Unique is a tad slower then Red Dot, and 8.0grs is pretty obviously a lighter charge then 10.0grs. I don't know how much the slower speed of the Unique vs Red Dot is playing over the simple fact that the Unique load is lighter/slower.

".................I got the lead out of the barrel, still working on the carbon fouling, I'm on 61 patches and counting...could be a long night."

I think you're wasting your time trying for a pure white patch. Not necessary at all. I have a 1903A1 Springfield that had umpity bazillion cast lead rounds through it WITHOUT CLEANING, and it shot better then me (which is typical) 8). One day it began to spot rounds where they shouldn't be. I'd fire one that I KNEW had to be a high 9 or 10 but it'd be at 4 in the 8 ring or some such. I said to myself, "Uh-oh, it's time to clean".

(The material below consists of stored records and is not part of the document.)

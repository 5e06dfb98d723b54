//! Opening quote slide: a gold-dressed memorial card over near-black.
//!
//! Reveals run banner first, then the quote panel, then the portrait pops
//! in from the left with a late glow.

use kurbo::{Rect, Vec2};

use crate::animation::interp::interpolate_clamped;
use crate::foundation::core::{Canvas, FrameIndex, Rgba8, Transform2D};
use crate::foundation::error::KawaraResult;
use crate::overlay::approx_text_width;
use crate::overlay::slide::SLIDE_Z;
use crate::scene::tree::{ImageFit, SceneNode, TextAlign, TextStyle, Visual};

const GOLD: Rgba8 = Rgba8::rgb(0xc8, 0xa8, 0x4e);
const NEAR_BLACK: Rgba8 = Rgba8::rgb(0x0a, 0x0a, 0x0a);
const PANEL_FILL: Rgba8 = Rgba8::rgba(30, 30, 30, 230);

const PORTRAIT_ASSET: &str = "setouchi_jakucho.png";
const PORTRAIT_NAME: &str = "瀬戸内寂聴";
const PANEL_HEADER: &str = "瀬戸内寂聴の言葉";
const ATTRIBUTION: &str = "——瀬戸内寂聴";
const BANNER_TEXT: &str = "今日の一言";

/// Emits the quote slide for a frame inside `[0, duration)`.
pub(crate) fn emit_quote_slide(
    nodes: &mut Vec<SceneNode>,
    canvas: Canvas,
    frame: FrameIndex,
    duration: u64,
    quote: &str,
) -> KawaraResult<()> {
    let f = frame.0 as f64;
    let dur = duration as f64;
    let fade_out = interpolate_clamped(f, &[dur - 15.0, dur], &[1.0, 0.0])?;
    let banner_opacity = interpolate_clamped(f, &[0.0, 20.0], &[0.0, 1.0])?;
    let text_opacity = interpolate_clamped(f, &[20.0, 45.0], &[0.0, 1.0])?;
    let icon_opacity = interpolate_clamped(f, &[50.0, 75.0], &[0.0, 1.0])?;
    let icon_scale = interpolate_clamped(f, &[50.0, 75.0], &[0.3, 1.0])?;
    let icon_slide = interpolate_clamped(f, &[50.0, 75.0], &[-120.0, 0.0])?;
    let glow = interpolate_clamped(f, &[60.0, 80.0], &[0.0, 1.0])?;

    let full = Rect::new(0.0, 0.0, canvas.width_f(), canvas.height_f());
    nodes.push(
        SceneNode::new(
            "quote.bg",
            SLIDE_Z,
            Visual::Rect {
                rect: full,
                fill: NEAR_BLACK,
                corner_radius: 0.0,
            },
        )
        .with_opacity(fade_out),
    );

    // Upper area between the top margin and the banner.
    let area_center_y = (60.0 + canvas.height_f() - 320.0) / 2.0;

    // Portrait block: 480px circle plus the name caption.
    let name_h = 36.0 * 1.2;
    let block_h = 480.0 + 16.0 + name_h;
    let icon = Rect::new(
        60.0,
        area_center_y - block_h / 2.0,
        540.0,
        area_center_y - block_h / 2.0 + 480.0,
    );
    let pop = Transform2D {
        translate: Vec2::new(icon_slide, 0.0),
        scale: Vec2::new(icon_scale, icon_scale),
        anchor: Vec2::new(icon.center().x, area_center_y),
        ..Transform2D::default()
    };
    if glow > 0.0 {
        nodes.push(
            SceneNode::new(
                "quote.icon.glow",
                SLIDE_Z,
                Visual::Arc {
                    center: icon.center(),
                    radius: 255.0,
                    stroke_width: 30.0,
                    start_angle: 0.0,
                    sweep_angle: std::f64::consts::TAU,
                    color: GOLD.with_alpha(glow * 0.8),
                },
            )
            .with_opacity(icon_opacity * fade_out)
            .with_transform(pop),
        );
    }
    nodes.push(
        SceneNode::new(
            "quote.icon.border",
            SLIDE_Z,
            Visual::Rect {
                rect: icon.inset(4.0),
                fill: GOLD,
                corner_radius: 244.0,
            },
        )
        .with_opacity(icon_opacity * fade_out)
        .with_transform(pop),
    );
    nodes.push(
        SceneNode::new(
            "quote.icon",
            SLIDE_Z,
            Visual::Image {
                rect: icon,
                asset: PORTRAIT_ASSET.to_owned(),
                fit: ImageFit::Cover,
                corner_radius: 240.0,
                brightness: 1.0,
            },
        )
        .with_opacity(icon_opacity * fade_out)
        .with_transform(pop),
    );
    nodes.push(
        SceneNode::new(
            "quote.icon.name",
            SLIDE_Z,
            Visual::Text {
                rect: Rect::new(60.0, icon.y1 + 16.0, 540.0, icon.y1 + 16.0 + name_h),
                content: PORTRAIT_NAME.to_owned(),
                style: TextStyle {
                    weight: 700,
                    ..TextStyle::centered(36.0, GOLD)
                },
            },
        )
        .with_opacity(icon_opacity * fade_out)
        .with_transform(pop),
    );

    // Quote panel fills the rest of the row.
    let panel_x0 = 600.0;
    let panel_x1 = canvas.width_f() - 60.0;
    let inner_w = panel_x1 - panel_x0 - 96.0;
    let quote_lines: f64 = quote
        .split('\n')
        .map(|seg| (approx_text_width(seg, 52.0) / inner_w).ceil().max(1.0))
        .sum();
    let quote_h = quote_lines * 52.0 * 1.6;
    let panel_h = 40.0 + 28.0 * 1.2 + 24.0 + quote_h + 24.0 + 30.0 * 1.2 + 40.0;
    let panel = Rect::new(
        panel_x0,
        area_center_y - panel_h / 2.0,
        panel_x1,
        area_center_y + panel_h / 2.0,
    );
    nodes.push(
        SceneNode::new(
            "quote.panel.border",
            SLIDE_Z,
            Visual::Rect {
                rect: panel.inset(2.0),
                fill: GOLD,
                corner_radius: 16.0,
            },
        )
        .with_opacity(text_opacity * fade_out),
    );
    nodes.push(
        SceneNode::new(
            "quote.panel",
            SLIDE_Z,
            Visual::Rect {
                rect: panel,
                fill: PANEL_FILL,
                corner_radius: 16.0,
            },
        )
        .with_opacity(text_opacity * fade_out),
    );
    let header_y = panel.y0 + 40.0;
    nodes.push(
        SceneNode::new(
            "quote.panel.header",
            SLIDE_Z,
            Visual::Text {
                rect: Rect::new(panel.x0 + 48.0, header_y, panel.x1 - 48.0, header_y + 34.0),
                content: PANEL_HEADER.to_owned(),
                style: TextStyle {
                    weight: 600,
                    ..TextStyle::new(28.0, GOLD)
                },
            },
        )
        .with_opacity(text_opacity * fade_out),
    );
    let quote_y = header_y + 34.0 + 24.0;
    nodes.push(
        SceneNode::new(
            "quote.panel.text",
            SLIDE_Z,
            Visual::Text {
                rect: Rect::new(panel.x0 + 48.0, quote_y, panel.x1 - 48.0, quote_y + quote_h),
                content: quote.to_owned(),
                style: TextStyle {
                    line_height: Some(1.6),
                    ..TextStyle::new(52.0, Rgba8::WHITE)
                },
            },
        )
        .with_opacity(text_opacity * fade_out),
    );
    let attribution_y = quote_y + quote_h + 24.0;
    nodes.push(
        SceneNode::new(
            "quote.panel.attribution",
            SLIDE_Z,
            Visual::Text {
                rect: Rect::new(
                    panel.x0 + 48.0,
                    attribution_y,
                    panel.x1 - 48.0,
                    attribution_y + 36.0,
                ),
                content: ATTRIBUTION.to_owned(),
                style: TextStyle {
                    weight: 600,
                    align: TextAlign::Right,
                    ..TextStyle::new(30.0, GOLD)
                },
            },
        )
        .with_opacity(text_opacity * fade_out),
    );

    // Bottom banner.
    let banner = Rect::new(
        0.0,
        canvas.height_f() - 280.0,
        canvas.width_f(),
        canvas.height_f(),
    );
    nodes.push(
        SceneNode::new(
            "quote.banner",
            SLIDE_Z,
            Visual::Rect {
                rect: banner,
                fill: Rgba8::BLACK.with_alpha(0.85),
                corner_radius: 0.0,
            },
        )
        .with_opacity(banner_opacity * fade_out),
    );
    nodes.push(
        SceneNode::new(
            "quote.banner.text",
            SLIDE_Z,
            Visual::Text {
                rect: banner,
                content: BANNER_TEXT.to_owned(),
                style: TextStyle {
                    weight: 900,
                    line_height: Some(1.3),
                    ..TextStyle::centered(128.0, Rgba8::rgb(0xff, 0xd7, 0x00))
                },
            },
        )
        .with_opacity(banner_opacity * fade_out),
    );
    Ok(())
}

#[cfg(test)]
mod tests {
    use super::*;

    fn emit_at(frame: u64) -> Vec<SceneNode> {
        let mut nodes = Vec::new();
        emit_quote_slide(
            &mut nodes,
            Canvas::full_hd(),
            FrameIndex(frame),
            168,
            "花のように\n生きなさい",
        )
        .unwrap();
        nodes
    }

    fn opacity_of(nodes: &[SceneNode], id: &str) -> f64 {
        nodes
            .iter()
            .find(|n| n.id == id)
            .map(|n| n.opacity)
            .unwrap()
    }

    #[test]
    fn reveals_run_banner_then_panel_then_portrait() {
        let nodes = emit_at(10);
        assert!((opacity_of(&nodes, "quote.banner") - 0.5).abs() < 1e-9);
        assert_eq!(opacity_of(&nodes, "quote.panel"), 0.0);
        assert_eq!(opacity_of(&nodes, "quote.icon"), 0.0);

        let nodes = emit_at(45);
        assert_eq!(opacity_of(&nodes, "quote.panel"), 1.0);
        assert_eq!(opacity_of(&nodes, "quote.icon"), 0.0);

        let nodes = emit_at(75);
        assert_eq!(opacity_of(&nodes, "quote.icon"), 1.0);
    }

    #[test]
    fn portrait_pops_in_from_the_left() {
        let nodes = emit_at(60);
        let icon = nodes.iter().find(|n| n.id == "quote.icon").unwrap();
        // 10 of 25 frames in: scale 0.3 + 0.7 * 0.4, offset -120 * 0.6.
        assert!((icon.transform.scale.x - 0.58).abs() < 1e-9);
        assert!((icon.transform.translate.x + 72.0).abs() < 1e-9);
    }

    #[test]
    fn glow_ring_appears_late() {
        assert!(!emit_at(55).iter().any(|n| n.id == "quote.icon.glow"));
        let nodes = emit_at(70);
        let glow = nodes.iter().find(|n| n.id == "quote.icon.glow").unwrap();
        match &glow.visual {
            Visual::Arc { color, .. } => assert_eq!(color.a, (0.5 * 0.8 * 255.0_f64).round() as u8),
            _ => unreachable!(),
        }
    }

    #[test]
    fn slide_fades_out_at_the_end() {
        let nodes = emit_at(163);
        for node in &nodes {
            assert!(node.opacity <= 1.0 / 3.0 + 1e-9);
        }
        assert!((opacity_of(&nodes, "quote.bg") - 1.0 / 3.0).abs() < 1e-9);
    }

    #[test]
    fn panel_height_tracks_the_quote_lines() {
        let one = emit_at(45);
        let mut two_nodes = Vec::new();
        emit_quote_slide(
            &mut two_nodes,
            Canvas::full_hd(),
            FrameIndex(45),
            168,
            "一行目\n二行目\n三行目\n四行目",
        )
        .unwrap();
        let h = |nodes: &[SceneNode]| match &nodes.iter().find(|n| n.id == "quote.panel").unwrap().visual {
            Visual::Rect { rect, .. } => rect.height(),
            _ => unreachable!(),
        };
        assert!(h(&two_nodes) > h(&one));
    }
}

When I got it in the cleaning cradle and pushed the brush in something went 'clunk'. When I pulled it back through there was another 'clunk'. Turns out the action screws were loose and you could move the barreled action around! Not dirty, just a lack of the very basics of making sure you don't have a screw loose (in the rifle, that is 8)

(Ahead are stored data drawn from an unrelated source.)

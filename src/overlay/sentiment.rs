//! Keyword sentiment over chart labels.
//!
//! The accent color of a chart panel follows the tone of its label: green
//! for gains, red for cuts, blue otherwise. Rules are ordered first-match
//! with the positive list checked first, so a label naming both a gain and
//! a burden reads as a gain.

use crate::foundation::core::Rgba8;

/// Tone of a chart label.
#[derive(Clone, Copy, Debug, PartialEq, Eq)]
pub enum Sentiment {
    Positive,
    Negative,
    Neutral,
}

const POSITIVE_COLOR: Rgba8 = Rgba8::rgb(0x4c, 0xaf, 0x50);
const NEGATIVE_COLOR: Rgba8 = Rgba8::rgb(0xe7, 0x4c, 0x3c);
const NEUTRAL_COLOR: Rgba8 = Rgba8::rgb(0x42, 0xa5, 0xf5);

const POSITIVE_KEYWORDS: &[&str] = &[
    "増額",
    "拡充",
    "支給",
    "もらえ",
    "引き上げ",
    "改善",
    "増加",
    "上昇",
    "プラス",
    "給付",
    "受給",
    "対象拡大",
    "無料",
];

const NEGATIVE_KEYWORDS: &[&str] = &[
    "減額",
    "廃止",
    "削減",
    "負担",
    "損",
    "値上が",
    "値上げ",
    "縮小",
    "打ち切",
    "引き下げ",
    "マイナス",
    "不足",
    "赤字",
];

/// Classifies a chart label.
pub fn classify_label(label: &str) -> Sentiment {
    if POSITIVE_KEYWORDS.iter().any(|kw| label.contains(kw)) {
        return Sentiment::Positive;
    }
    if NEGATIVE_KEYWORDS.iter().any(|kw| label.contains(kw)) {
        return Sentiment::Negative;
    }
    Sentiment::Neutral
}

/// Accent color for a sentiment.
pub fn sentiment_color(sentiment: Sentiment) -> Rgba8 {
    match sentiment {
        Sentiment::Positive => POSITIVE_COLOR,
        Sentiment::Negative => NEGATIVE_COLOR,
        Sentiment::Neutral => NEUTRAL_COLOR,
    }
}

#[cfg(test)]
mod tests {
    use super::*;

    #[test]
    fn gains_read_positive() {
        assert_eq!(classify_label("年金支給額が増額へ"), Sentiment::Positive);
        assert_eq!(classify_label("対象拡大で無料に"), Sentiment::Positive);
    }

    #[test]
    fn cuts_read_negative() {
        assert_eq!(classify_label("保険料の値上げ"), Sentiment::Negative);
        assert_eq!(classify_label("値上がり続く食品"), Sentiment::Negative);
        assert_eq!(classify_label("老後資金の不足"), Sentiment::Negative);
    }

    #[test]
    fn positive_wins_over_negative() {
        // 負担 alone is negative, but 改善 matches first.
        assert_eq!(classify_label("負担の改善案"), Sentiment::Positive);
        // 廃止 is negative, but 給付 outranks it.
        assert_eq!(classify_label("給付金が廃止"), Sentiment::Positive);
    }

    #[test]
    fn everything_else_is_neutral() {
        assert_eq!(classify_label("平均貯蓄額"), Sentiment::Neutral);
        assert_eq!(classify_label(""), Sentiment::Neutral);
    }

    #[test]
    fn colors_match_the_palette() {
        assert_eq!(sentiment_color(Sentiment::Positive).to_hex(), "#4caf50");
        assert_eq!(sentiment_color(Sentiment::Negative).to_hex(), "#e74c3c");
        assert_eq!(sentiment_color(Sentiment::Neutral).to_hex(), "#42a5f5");
    }
}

If your accuracy is fine, there is no real reason to clean unless you're putting the rifle up for some unknown length of time.

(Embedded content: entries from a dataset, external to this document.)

use std::{
    fs::File,
    io::BufReader,
    path::{Path, PathBuf},
};

use anyhow::Context as _;
use clap::{Parser, Subcommand};

#[derive(Parser, Debug)]
#[command(name = "kawara", version)]
struct Cli {
    #[command(subcommand)]
    cmd: Command,
}

#[derive(Subcommand, Debug)]
enum Command {
    /// Evaluate a single frame and print its scene as JSON.
    Frame(FrameArgs),
    /// Evaluate a frame range and print one scene per line (JSON Lines).
    Range(RangeArgs),
    /// Check a show document without evaluating anything.
    Validate(ValidateArgs),
    /// Print the 128-bit digest of one evaluated frame.
    Fingerprint(FingerprintArgs),
    /// Print the whole-show audio plan as JSON.
    Audio(AudioArgs),
}

#[derive(Parser, Debug)]
struct FrameArgs {
    /// Input show JSON.
    #[arg(long = "in")]
    in_path: PathBuf,

    /// Frame index (0-based).
    #[arg(long)]
    frame: u64,

    /// Output path; stdout when omitted.
    #[arg(long)]
    out: Option<PathBuf>,

    /// Indent the JSON for reading.
    #[arg(long)]
    pretty: bool,
}

#[derive(Parser, Debug)]
struct RangeArgs {
    /// Input show JSON.
    #[arg(long = "in")]
    in_path: PathBuf,

    /// First frame (0-based, inclusive).
    #[arg(long, default_value_t = 0)]
    start: u64,

    /// One past the last frame; the show's duration when omitted.
    #[arg(long)]
    end: Option<u64>,

    /// Evaluate every Nth frame.
    #[arg(long, default_value_t = 1)]
    step: u64,

    /// Fan evaluation out across CPU cores.
    #[arg(long)]
    parallel: bool,

    /// Output path; stdout when omitted.
    #[arg(long)]
    out: Option<PathBuf>,
}

#[derive(Parser, Debug)]
struct ValidateArgs {
    /// Input show JSON.
    #[arg(long = "in")]
    in_path: PathBuf,
}

#[derive(Parser, Debug)]
struct FingerprintArgs {
    /// Input show JSON.
    #[arg(long = "in")]
    in_path: PathBuf,

    /// Frame index (0-based).
    #[arg(long)]
    frame: u64,
}

#[derive(Parser, Debug)]
struct AudioArgs {
    /// Input show JSON.
    #[arg(long = "in")]
    in_path: PathBuf,

    /// Indent the JSON for reading.
    #[arg(long)]
    pretty: bool,
}

fn main() -> anyhow::Result<()> {
    let cli = Cli::parse();
    match cli.cmd {
        Command::Frame(args) => cmd_frame(args),
        Command::Range(args) => cmd_range(args),
        Command::Validate(args) => cmd_validate(args),
        Command::Fingerprint(args) => cmd_fingerprint(args),
        Command::Audio(args) => cmd_audio(args),
    }
}

fn read_show_json(path: &Path) -> anyhow::Result<kawara::Show> {
    let f = File::open(path).with_context(|| format!("open show '{}'", path.display()))?;
    let r = BufReader::new(f);
    let show: kawara::Show = serde_json::from_reader(r).with_context(|| "parse show JSON")?;
    Ok(show)
}

fn write_output(out: Option<&Path>, contents: &str) -> anyhow::Result<()> {
    match out {
        Some(path) => {
            if let Some(parent) = path.parent() {
                std::fs::create_dir_all(parent)
                    .with_context(|| format!("create output dir '{}'", parent.display()))?;
            }
            std::fs::write(path, contents)
                .with_context(|| format!("write '{}'", path.display()))?;
            eprintln!("wrote {}", path.display());
        }
        None => print!("{contents}"),
    }
    Ok(())
}

fn cmd_frame(args: FrameArgs) -> anyhow::Result<()> {
    let show = read_show_json(&args.in_path)?;
    let eval = kawara::Evaluator::new(&show)?;
    let scene = eval.evaluate(kawara::FrameIndex(args.frame))?;

    let mut json = if args.pretty {
        serde_json::to_string_pretty(&scene)
    } else {
        serde_json::to_string(&scene)
    }
    .with_context(|| "serialize scene JSON")?;
    json.push('\n');

    write_output(args.out.as_deref(), &json)
}

fn cmd_range(args: RangeArgs) -> anyhow::Result<()> {
    let show = read_show_json(&args.in_path)?;
    let eval = kawara::Evaluator::new(&show)?;

    let end = args.end.unwrap_or(show.duration_in_frames);
    let range = kawara::FrameRange::new(kawara::FrameIndex(args.start), kawara::FrameIndex(end))?;
    let scenes = if args.parallel {
        eval.evaluate_range_parallel(range, args.step)?
    } else {
        eval.evaluate_range(range, args.step)?
    };

    let mut lines = String::new();
    for scene in &scenes {
        lines.push_str(&serde_json::to_string(scene).with_context(|| "serialize scene JSON")?);
        lines.push('\n');
    }

    write_output(args.out.as_deref(), &lines)
}

fn cmd_validate(args: ValidateArgs) -> anyhow::Result<()> {
    let show = read_show_json(&args.in_path)?;
    show.validate()?;
    eprintln!(
        "ok: {} frames at {:.3} fps",
        show.duration_in_frames,
        show.fps.as_f64()
    );
    Ok(())
}

fn cmd_fingerprint(args: FingerprintArgs) -> anyhow::Result<()> {
    let show = read_show_json(&args.in_path)?;
    let eval = kawara::Evaluator::new(&show)?;
    let digest = eval.fingerprint(kawara::FrameIndex(args.frame))?;
    println!("{}", digest.to_hex());
    Ok(())
}

fn cmd_audio(args: AudioArgs) -> anyhow::Result<()> {
    let show = read_show_json(&args.in_path)?;
    let eval = kawara::Evaluator::new(&show)?;

    let mut json = if args.pretty {
        serde_json::to_string_pretty(eval.audio_plan())
    } else {
        serde_json::to_string(eval.audio_plan())
    }
    .with_context(|| "serialize audio plan JSON")?;
    json.push('\n');

    write_output(None, &json)
}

I have a M1912 Chilean contract Steyr short rifle in 7x57.

http://www.fototime.com/31EC9D2509BF41E/standard.jpg

It has very strong pronounced rifling but the entire interior of the barrel is dark. At the muzzle in bright light looking closely you can see miniscule pitting. This must be the condition from muzzle to chamber. While it is not a tack driver it's useably accurate, but it does NOT lead. When cleaned after sitting a bit after brushing, the first patch will push out a black gooey blob of gunk. This can only be powder fouling and lube that has filled those thousands of tiny little pits. Didn't effect it's shooting one bit.

Possibly in some situations powder/lube fouling may present an issue, but I've not encountered this before. If for some reason you want to get a bore surgicly clean, your best bet is using stuff like JB or Iosso bore paste and alternate every so often with a bronze brush and solvent.

................Buckshot

Four Fingers of Death
03-10-2006, 07:52 AM
On the 8th day he made 2400!

redneckdan
03-12-2006, 09:25 PM
I slugged the barrel last night. the lee .323 bullet is not bottoming out in the grooves. I can see day light around the boolit when its in the barrel. The boolit drops at .3251 and the groove dia is .3274 Will gas checks cure this? does anyone have a .329 mold and would consider sending me a few to try out? thanks.

redneckdan
03-21-2006, 11:51 PM
I got some gas checked boolits from maineboy. I loaded some lee gas checked boolits over 13grs of reddot with a dryer lint filler. these were printin clover leafs at 25yds. I also loaded up some plain bases with filler, gr reddot filler, seated to crimp in the groove, the boolit base was in the case about a qaurter inch; these loads at least hit the paper. I loaded some more lees with out gaschecks and 5grs of reddot and a tuft of filler, these boolits were seated so the base was ever so slightly above where the sholder meets the case neck. These loads grouped the size of a qaurter. i got some aluminum tape from the maintenece guys today and I got the lee mold beagled, I gotta cast them yet. I think the filler made a big difference, stinks like hell but its cheap.

KCSO
03-22-2006, 02:56 PM
Dan

I have been using the Lee bullet made for the M95 straight pulls. This bullet drops at 331 from my mold and sizes to 325 perfect. I made an 8 mm mold with a flat base from one of the GC molds and it has worked ok to about 1400 fps. I have never had rel good luck with the gc bullets sans check. My hunting load for the Lee bullet runs a full 21oo fps and good acuracy, and my target load is 13 of Red Dot and will go under 2 1/2" at 100 yards.

Scotty
03-23-2006, 01:59 AM
I've just started loading with the Lee 175gr in my german K98 with SR-4759 and it shows some promise...



Scott,:coffee:

Buck
04-04-2006, 07:07 PM
I have a M1912 Chilean contract Steyr short rifle in 7x57.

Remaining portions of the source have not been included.